Ideally, a UC is enrolled in scouting only as a commissioner and has no other job in scouting. He is expected to visit all of the units he is assigned by the assistant commissioner on a regular basis. He stands in the back of their unit meetings and courts of honor, and he sometimes attends their committee meetings.


His job is not to tell them what they are doing wrong, but to encourage them to do things right, be silent during meetings to never undermine the unit leadership, and help all of the leaders get along and deliver a great program with gentle, very diplomatic guidance.


The UC ensures that those adult leaders in the units they are assigned are recognized for their contributions - sometimes helping nominate them for honorary awards such as the silver beaver or district award of merit.


A unit commissioner is a very valuable role when done properly.

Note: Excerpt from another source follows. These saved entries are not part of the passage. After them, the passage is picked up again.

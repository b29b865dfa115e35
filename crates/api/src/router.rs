//! Shared application router builder.
//!
//! Provides [`build_app_router`] so both the production binary (`main.rs`)
//! and integration tests (`tests/common/mod.rs`) use the exact same
//! middleware stack.

use std::time::Duration;

use axum::http::header::{AUTHORIZATION, CONTENT_TYPE};
use axum::http::{HeaderName, Method, StatusCode};
use axum::Router;
use tower_http::catch_panic::CatchPanicLayer;
use tower_http::cors::CorsLayer;
use tower_http::request_id::{MakeRequestUuid, PropagateRequestIdLayer, SetRequestIdLayer};
use tower_http::timeout::TimeoutLayer;
use tower_http::trace::{DefaultMakeSpan, DefaultOnResponse, TraceLayer};
use tracing::Level;

use crate::config::ServerConfig;
use crate::routes;
use crate::state::AppState;

/// Build the full application [`Router`] with all middleware layers.
///
/// The middleware stack is applied bottom-up:
///
/// 1. CORS
/// 2. Set request ID on incoming requests
/// 3. Structured request/response tracing
/// 4. Propagate request ID to response
/// 5. Request timeout
/// 6. Panic recovery (catch panics, return 500)
pub fn build_app_router(state: AppState, config: &ServerConfig) -> Router {
    let cors = build_cors_layer(config);
    let request_id_header = HeaderName::from_static("x-request-id");

    Router::new()
        .merge(routes::health::router())
        .merge(routes::api_routes())
        // -- Middleware stack (applied bottom-up) --
        // Panic recovery: catch panics and return 500 JSON.
        .layer(CatchPanicLayer::new())
        // Request timeout. A timed-out request drops its in-flight
        // transaction, which rolls back at the store.
        .layer(TimeoutLayer::with_status_code(
            StatusCode::REQUEST_TIMEOUT,
            Duration::from_secs(config.request_timeout_secs),
        ))
        // Propagate request ID to response.
        .layer(PropagateRequestIdLayer::new(request_id_header.clone()))
        // Structured request/response tracing.
        .layer(
            TraceLayer::new_for_http()
                .make_span_with(DefaultMakeSpan::new().level(Level::INFO))
                .on_response(DefaultOnResponse::new().level(Level::INFO)),
        )
        // Set request ID on incoming requests.
        .layer(SetRequestIdLayer::new(request_id_header, MakeRequestUuid))
        // CORS.
        .layer(cors)
        // Shared state.
        .with_state(state)
}

/// Build the CORS middleware layer from server configuration.
///
/// Panics at startup if any configured origin is invalid, which is the
/// desired behaviour -- we want misconfiguration to fail fast.
pub fn build_cors_layer(config: &ServerConfig) -> CorsLayer {
    let origins: Vec<_> = config
        .cors_origins
        .iter()
        .map(|o| {
            o.parse()
                .unwrap_or_else(|e| panic!("Invalid CORS origin '{o}': {e}"))
        })
        .collect();

    CorsLayer::new()
        .allow_origin(origins)
        .allow_methods([
            Method::GET,
            Method::POST,
            Method::PUT,
            Method::DELETE,
            Method::PATCH,
        ])
        .allow_headers([CONTENT_TYPE, AUTHORIZATION])
        .allow_credentials(true)
        .max_age(Duration::from_secs(3600))
}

It is best done by an adult leader who has been through the entire program with their son and is an experienced adult leader. The documentation from BSA even recommends that the person be a former boy scout.


Being a den leader is one of the most demanding jobs in the scouting program. Doing that along with commissioner is possible, but I do not recommend it.


The district you are in will have a single District Commissioner. That person will appoint assistant commissioners and a roundtable commissioner. Those commissioners will appoint individual round table commissioners (cubs, bs, and vent) and unit commissioners respectively.


The training tells you everything you want to know and more.(This message has been edited by BSA24)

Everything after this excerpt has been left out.